XII - Pese embora o profundo respeito que nos merece o douto entendimento vertido, acerca desta questão, na sentença aqui em apreço, no douto acórdão do T.C.A Sul de 2015.06.04, proferido no processo n.º 07111/13, e no douto acórdão do STA de 2012.09.26, proferido no processo nº 0555/12, o certo é que, salvo o devido respeito por diverso entendimento, se nos afigura continuar a assistir razão à Fazenda Pública.

XIII – Os fundamentos, de facto e de direito, que estiveram subjacentes ao “corte” do IVA deduzido relativo à aquisição, por parte da Recorrida, do ativo fixo tangível ao sujeito passivo A., Lda., NIPC (...), vêm referidos no ponto III.2.2 do capítulo III do Relatório de Inspeção Tributária (doravante abreviadamente designado “RIT”, a que se refere o ponto H) dos “Factos provados”, cujo teor, por razões de economia processual, damos aqui por integralmente reproduzido.

XIV - Salvo o devido respeito por melhor entendimento, atentos os fundamentos de facto e de direito invocados nos capítulos III e IX do RIT quanto a esta questão do “corte” do IVA deduzido, relativo à aquisição, por parte da Recorrida, do ativo fixo tangível ao sujeito passivo A., Lda., NIPC (...), afigura-se-nos que mal andou a M. ma Juíza do Tribunal “a quo” ao ter concluído na douta sentença aqui posta em crise que a Recorrida tem direito à dedução do mencionado I.V.A..

XV – Sendo certo que, em bom rigor, no RIT não foi colocada em crise a circunstância de os bens em causa terem sido adquiridos pela Recorrida e de esta os estar a utilizar no exercício da sua atividade – veja-se, nomeadamente, o ponto III.2.2 do capítulo III do RIT, e o anexo II aí referido - também é certo que o que foi colocado em crise no RIT foi o facto de existir uma divergência intencional e planeada (conforme resulta do ponto P) dos “Factos provados” o contabilista é comum a ambas as empresas envolvidas) entre a forma como o negócio foi feito (com liquidação de IVA) e a forma como deveria ter acontecido (sem liquidação de IVA, aproveitando a não sujeição prevista no nº 4 do artigo 3º do CIVA), existindo ainda um conluio entre as partes envolvidas, com o objetivo claro de criar as condições para a Recorrida solicitar um pedido indevido de reembolso de IVA na sua esfera pessoal.

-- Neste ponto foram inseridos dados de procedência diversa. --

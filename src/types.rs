//! Type-safe wrappers for coordination primitives.
//!
//! These newtypes keep node identifiers, election terms, membership versions and
//! checkpoint sequence numbers from being mixed up even though they all share
//! the same `u64` representation on the wire.

use serde::{Deserialize, Serialize};
use std::fmt;
use std::str::FromStr;

/// Opaque identifier of a participant node.
///
/// Stable for the node's lifetime in the cluster. Identifiers are totally
/// ordered; the ordering is used as the final tie-break wherever two nodes
/// must be ranked deterministically (concurrent resource requests, token
/// minting).
#[derive(
    Debug, Clone, Copy, PartialEq, Eq, PartialOrd, Ord, Hash, Default, Serialize, Deserialize,
)]
pub struct NodeId(pub u64);

impl NodeId {
    /// Create a node identifier from a raw value.
    #[inline]
    pub const fn new(value: u64) -> Self {
        NodeId(value)
    }

    /// Get the raw value.
    #[inline]
    pub const fn value(self) -> u64 {
        self.0
    }
}

impl From<u64> for NodeId {
    fn from(value: u64) -> Self {
        NodeId(value)
    }
}

impl fmt::Display for NodeId {
    fn fmt(&self, f: &mut fmt::Formatter<'_>) -> fmt::Result {
        write!(f, "node-{}", self.0)
    }
}

impl FromStr for NodeId {
    type Err = String;

    /// Accepts either a bare integer (`"7"`) or the display form (`"node-7"`).
    fn from_str(s: &str) -> Result<Self, Self::Err> {
        let raw = s.trim();
        let digits = raw.strip_prefix("node-").unwrap_or(raw);
        digits
            .parse::<u64>()
            .map(NodeId)
            .map_err(|e| format!("invalid node id '{}': {}", s, e))
    }
}

/// Election epoch.
///
/// Terms only move forward on a live node. Every node tracks the highest term
/// it has observed and recognises at most one leader per term.
#[derive(
    Debug, Clone, Copy, PartialEq, Eq, PartialOrd, Ord, Hash, Default, Serialize, Deserialize,
)]
pub struct Term(pub u64);

impl Term {
    /// The term every node starts in before any election.
    pub const ZERO: Self = Term(0);

    #[inline]
    pub const fn new(value: u64) -> Self {
        Term(value)
    }

    #[inline]
    pub const fn value(self) -> u64 {
        self.0
    }

    /// The term following this one.
    #[inline]
    pub const fn next(self) -> Self {
        Term(self.0 + 1)
    }
}

impl fmt::Display for Term {
    fn fmt(&self, f: &mut fmt::Formatter<'_>) -> fmt::Result {
        write!(f, "{}", self.0)
    }
}

/// Version number of a membership snapshot.
///
/// Each version identifies exactly one snapshot on the node that produced it.
#[derive(
    Debug, Clone, Copy, PartialEq, Eq, PartialOrd, Ord, Hash, Default, Serialize, Deserialize,
)]
pub struct MembershipVersion(pub u64);

impl MembershipVersion {
    #[inline]
    pub const fn new(value: u64) -> Self {
        MembershipVersion(value)
    }

    #[inline]
    pub const fn value(self) -> u64 {
        self.0
    }

    #[inline]
    pub const fn next(self) -> Self {
        MembershipVersion(self.0 + 1)
    }
}

impl fmt::Display for MembershipVersion {
    fn fmt(&self, f: &mut fmt::Formatter<'_>) -> fmt::Result {
        write!(f, "v{}", self.0)
    }
}

/// Sequence number of a checkpoint.
#[derive(
    Debug, Clone, Copy, PartialEq, Eq, PartialOrd, Ord, Hash, Default, Serialize, Deserialize,
)]
pub struct CheckpointSeq(pub u64);

impl CheckpointSeq {
    #[inline]
    pub const fn new(value: u64) -> Self {
        CheckpointSeq(value)
    }

    #[inline]
    pub const fn value(self) -> u64 {
        self.0
    }

    #[inline]
    pub const fn next(self) -> Self {
        CheckpointSeq(self.0 + 1)
    }
}

impl fmt::Display for CheckpointSeq {
    fn fmt(&self, f: &mut fmt::Formatter<'_>) -> fmt::Result {
        write!(f, "#{}", self.0)
    }
}
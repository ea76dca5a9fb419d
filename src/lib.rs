//! # meshcoord
//! Coordination and fault tolerance for a cluster of cooperating nodes.
//!
//! One engine runs per node and provides:
//! - group membership with liveness tracking,
//! - leader election with persisted votes,
//! - mutual exclusion for named resources, permission based
//!   (Ricart–Agrawala) or token based (Suzuki–Kasami),
//! - causal ordering with vector clocks,
//! - Byzantine fault detection by oral-messages agreement,
//! - checkpoints replicated down a chain of peers.
//!
//! ## Getting started
//! Build an [`EngineConfig`](cluster::EngineConfig) per node and start it on a
//! [`Transport`](cluster::Transport). For tests and simulations,
//! [`InMemoryNetwork`](cluster::InMemoryNetwork) wires many engines together
//! in one process:
//!
//! ```rust,no_run
//! use meshcoord::prelude::*;
//!
//! #[tokio::main]
//! async fn main() -> Result<()> {
//!     let _ = meshcoord::telemetry::init_logging(meshcoord::telemetry::LogFormat::from_env());
//!     let network = InMemoryNetwork::new();
//!     let config = EngineConfig::from_env()?;
//!     let engine = Engine::connect(config, &network).await?;
//!     let mut events = engine.subscribe();
//!     while let Ok(event) = events.recv().await {
//!         println!("{}", event.describe());
//!     }
//!     Ok(())
//! }
//! ```

#![forbid(unsafe_code)]

pub mod error;
pub mod protocol;
pub mod types;

pub mod cluster;
pub mod constants;
pub mod telemetry;

pub mod prelude {
    //! The types most callers need.
    pub use crate::cluster::{
        CheckpointInfo, ClusterProfile, ClusterStatistics, Engine, EngineConfig, EngineEvent,
        EngineHandle, InMemoryNetwork, MemberStatus, MembershipSnapshot, ResourceGrant,
        ResourceProtocol, Role, Verdict, VerdictRecord,
    };
    pub use crate::error::{CoordError, Result};
    pub use crate::types::{CheckpointSeq, MembershipVersion, NodeId, Term};
}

XVI – Assim, aqui chegados, tendo ficado demonstrado, à saciedade, no RIT, que a dedução, por parte da Recorrida, do IVA indevidamente liquidado nas faturas que constituem o anexo II do RIT, tem subjacente, a montante, a existência de uma prática abusiva na qual participou ativamente a Recorrida e a emitente das referidas faturas, afigura-se-nos que mal andou a M. ma Juíza do Tribunal “a quo” ao não ter efetuado, como se impunha, atendendo à matriz comunitária do IVA, o (necessário) enquadramento de tal prática abusiva à luz da Sexta Diretiva e à luz da jurisprudência do Tribunal de Justiça da União Europeia existente sobre esta matéria.

XVII - Como é sabido, no CIVA, aprovado pelo D.L. nº 394-B/84, de 26/12, procedeu-se à transposição para o direito interno da Sexta Diretiva do Conselho (Diretiva 77/380/CEE, do Conselho, de 1997.05.17).

XVIII - A propósito das referidas práticas abusivas, consta do sumário do acórdão do Tribunal de Justiça da União Europeia de 2006.02.21, proferido no processo C-255/02, conhecido como caso “HALIFAX E O.”, o seguinte: “(....) 2) A Sexta Directiva deve ser interpretada no sentido de que se opõe ao direito do sujeito passivo a deduzir o imposto sobre o valor acrescentado pago a montante quando as operações em que esse direito se baseia forem constitutivas de uma prática abusiva.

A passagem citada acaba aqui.